- _Task to carry out_
How many lines in the records below contain "ManifestMalformed"? Reply with the number only.

- _Data extracted from a collection_
=== Section Start ===
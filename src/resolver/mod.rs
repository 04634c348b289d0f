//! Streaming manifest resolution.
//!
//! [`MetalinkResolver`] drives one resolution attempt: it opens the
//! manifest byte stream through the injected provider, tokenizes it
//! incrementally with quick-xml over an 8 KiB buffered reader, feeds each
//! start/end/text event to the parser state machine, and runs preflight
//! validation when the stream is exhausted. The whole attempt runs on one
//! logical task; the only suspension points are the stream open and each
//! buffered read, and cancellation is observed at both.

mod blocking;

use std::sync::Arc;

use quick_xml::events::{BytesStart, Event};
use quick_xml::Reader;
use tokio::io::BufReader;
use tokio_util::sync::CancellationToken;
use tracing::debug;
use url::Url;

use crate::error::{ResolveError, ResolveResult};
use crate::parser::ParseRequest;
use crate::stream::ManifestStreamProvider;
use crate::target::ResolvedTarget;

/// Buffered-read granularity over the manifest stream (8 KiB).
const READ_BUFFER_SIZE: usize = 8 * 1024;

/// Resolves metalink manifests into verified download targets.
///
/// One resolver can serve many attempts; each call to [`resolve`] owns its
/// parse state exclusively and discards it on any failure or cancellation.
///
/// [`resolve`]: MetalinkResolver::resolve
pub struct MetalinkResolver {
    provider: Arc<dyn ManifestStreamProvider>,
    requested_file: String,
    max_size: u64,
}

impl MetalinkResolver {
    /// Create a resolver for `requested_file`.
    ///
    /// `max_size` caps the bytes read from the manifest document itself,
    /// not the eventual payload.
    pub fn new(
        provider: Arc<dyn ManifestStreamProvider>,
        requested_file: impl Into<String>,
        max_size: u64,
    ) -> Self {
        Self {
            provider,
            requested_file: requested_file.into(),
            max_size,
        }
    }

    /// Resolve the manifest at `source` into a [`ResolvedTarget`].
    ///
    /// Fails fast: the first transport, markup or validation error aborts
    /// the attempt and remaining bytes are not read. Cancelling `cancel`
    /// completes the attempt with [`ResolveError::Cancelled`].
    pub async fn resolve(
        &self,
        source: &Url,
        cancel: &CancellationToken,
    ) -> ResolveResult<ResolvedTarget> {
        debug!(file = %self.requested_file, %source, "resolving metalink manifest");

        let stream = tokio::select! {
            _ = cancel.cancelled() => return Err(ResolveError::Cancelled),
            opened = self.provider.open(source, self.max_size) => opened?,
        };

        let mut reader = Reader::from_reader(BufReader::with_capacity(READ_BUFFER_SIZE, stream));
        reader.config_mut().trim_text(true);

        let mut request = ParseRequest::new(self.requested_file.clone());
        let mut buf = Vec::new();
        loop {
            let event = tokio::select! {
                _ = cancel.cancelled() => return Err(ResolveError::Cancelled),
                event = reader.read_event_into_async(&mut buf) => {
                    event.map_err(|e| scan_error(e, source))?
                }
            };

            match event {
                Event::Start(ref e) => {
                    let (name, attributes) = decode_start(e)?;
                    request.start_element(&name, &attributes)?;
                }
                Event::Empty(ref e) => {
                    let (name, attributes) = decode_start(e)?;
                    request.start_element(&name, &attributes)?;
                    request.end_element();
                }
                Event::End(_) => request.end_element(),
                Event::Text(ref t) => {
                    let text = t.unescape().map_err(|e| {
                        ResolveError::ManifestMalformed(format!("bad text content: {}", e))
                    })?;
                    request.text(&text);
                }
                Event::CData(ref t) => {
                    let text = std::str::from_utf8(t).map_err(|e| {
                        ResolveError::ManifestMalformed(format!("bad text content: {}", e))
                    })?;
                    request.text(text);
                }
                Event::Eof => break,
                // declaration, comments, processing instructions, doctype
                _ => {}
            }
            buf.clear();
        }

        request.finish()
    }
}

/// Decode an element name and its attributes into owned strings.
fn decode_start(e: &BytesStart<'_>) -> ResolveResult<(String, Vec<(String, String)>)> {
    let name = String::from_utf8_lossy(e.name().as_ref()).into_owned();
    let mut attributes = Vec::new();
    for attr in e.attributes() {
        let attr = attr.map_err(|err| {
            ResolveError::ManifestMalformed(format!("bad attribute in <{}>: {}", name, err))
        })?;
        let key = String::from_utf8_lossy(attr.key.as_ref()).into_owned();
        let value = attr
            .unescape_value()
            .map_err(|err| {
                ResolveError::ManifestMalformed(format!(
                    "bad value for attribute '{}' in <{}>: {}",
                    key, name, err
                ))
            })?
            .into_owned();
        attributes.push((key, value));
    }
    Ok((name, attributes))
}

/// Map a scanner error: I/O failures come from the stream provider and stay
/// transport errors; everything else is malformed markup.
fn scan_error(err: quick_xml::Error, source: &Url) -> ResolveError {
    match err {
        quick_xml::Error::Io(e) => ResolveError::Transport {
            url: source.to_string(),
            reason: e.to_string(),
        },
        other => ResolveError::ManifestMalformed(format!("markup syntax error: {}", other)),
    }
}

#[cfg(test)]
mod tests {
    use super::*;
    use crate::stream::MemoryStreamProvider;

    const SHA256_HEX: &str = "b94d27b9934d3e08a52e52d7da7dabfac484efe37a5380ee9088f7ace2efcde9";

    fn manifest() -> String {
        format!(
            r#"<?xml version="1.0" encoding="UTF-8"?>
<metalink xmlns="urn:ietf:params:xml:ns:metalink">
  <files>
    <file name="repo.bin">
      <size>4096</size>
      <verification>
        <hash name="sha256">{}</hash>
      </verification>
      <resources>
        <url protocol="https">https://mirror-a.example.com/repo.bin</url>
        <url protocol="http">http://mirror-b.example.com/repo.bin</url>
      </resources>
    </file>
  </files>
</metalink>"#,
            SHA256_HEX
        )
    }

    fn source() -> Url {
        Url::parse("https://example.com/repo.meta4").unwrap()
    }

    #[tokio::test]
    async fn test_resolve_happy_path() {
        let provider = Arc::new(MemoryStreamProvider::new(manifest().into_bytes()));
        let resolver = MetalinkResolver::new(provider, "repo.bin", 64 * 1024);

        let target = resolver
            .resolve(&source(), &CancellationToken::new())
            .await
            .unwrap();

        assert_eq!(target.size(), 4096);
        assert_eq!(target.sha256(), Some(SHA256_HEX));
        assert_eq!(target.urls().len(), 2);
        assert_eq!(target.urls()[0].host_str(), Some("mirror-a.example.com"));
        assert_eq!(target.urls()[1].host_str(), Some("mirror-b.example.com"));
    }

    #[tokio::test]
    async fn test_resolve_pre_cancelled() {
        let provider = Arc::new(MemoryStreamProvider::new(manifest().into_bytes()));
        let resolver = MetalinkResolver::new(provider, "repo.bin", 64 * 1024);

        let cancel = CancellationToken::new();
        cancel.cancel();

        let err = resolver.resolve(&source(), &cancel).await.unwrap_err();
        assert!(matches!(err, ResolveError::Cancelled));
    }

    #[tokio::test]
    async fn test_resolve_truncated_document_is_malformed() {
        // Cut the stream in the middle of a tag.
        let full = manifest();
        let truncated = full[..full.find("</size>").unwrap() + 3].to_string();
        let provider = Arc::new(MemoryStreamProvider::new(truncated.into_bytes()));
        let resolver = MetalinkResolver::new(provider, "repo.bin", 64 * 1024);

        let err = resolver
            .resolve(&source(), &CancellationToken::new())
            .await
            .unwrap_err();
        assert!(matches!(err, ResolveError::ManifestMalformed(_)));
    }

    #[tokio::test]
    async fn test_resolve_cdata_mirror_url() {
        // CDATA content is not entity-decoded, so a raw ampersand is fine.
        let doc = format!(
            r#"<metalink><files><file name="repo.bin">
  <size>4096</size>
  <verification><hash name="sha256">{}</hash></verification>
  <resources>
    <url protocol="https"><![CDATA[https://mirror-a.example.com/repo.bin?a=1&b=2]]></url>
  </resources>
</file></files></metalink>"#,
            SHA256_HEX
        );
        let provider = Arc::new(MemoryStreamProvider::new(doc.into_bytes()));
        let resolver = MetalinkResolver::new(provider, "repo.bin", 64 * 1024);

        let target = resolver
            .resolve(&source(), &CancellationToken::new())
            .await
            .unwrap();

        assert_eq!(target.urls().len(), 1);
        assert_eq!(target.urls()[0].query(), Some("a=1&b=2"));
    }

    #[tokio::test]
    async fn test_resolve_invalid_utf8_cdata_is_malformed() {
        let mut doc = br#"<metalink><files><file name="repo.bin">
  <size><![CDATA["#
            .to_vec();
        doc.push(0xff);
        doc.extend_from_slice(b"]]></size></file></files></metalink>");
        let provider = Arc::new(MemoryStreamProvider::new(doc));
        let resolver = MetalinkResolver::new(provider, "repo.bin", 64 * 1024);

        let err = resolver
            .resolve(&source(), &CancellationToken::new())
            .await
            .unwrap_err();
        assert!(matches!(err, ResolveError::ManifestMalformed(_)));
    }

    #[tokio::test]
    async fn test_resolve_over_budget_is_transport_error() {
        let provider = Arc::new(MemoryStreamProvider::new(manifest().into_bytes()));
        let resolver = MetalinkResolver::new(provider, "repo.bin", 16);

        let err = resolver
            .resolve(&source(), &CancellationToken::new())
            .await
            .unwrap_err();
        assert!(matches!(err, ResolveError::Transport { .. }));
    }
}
=== Section End ===
- _Answer box_
7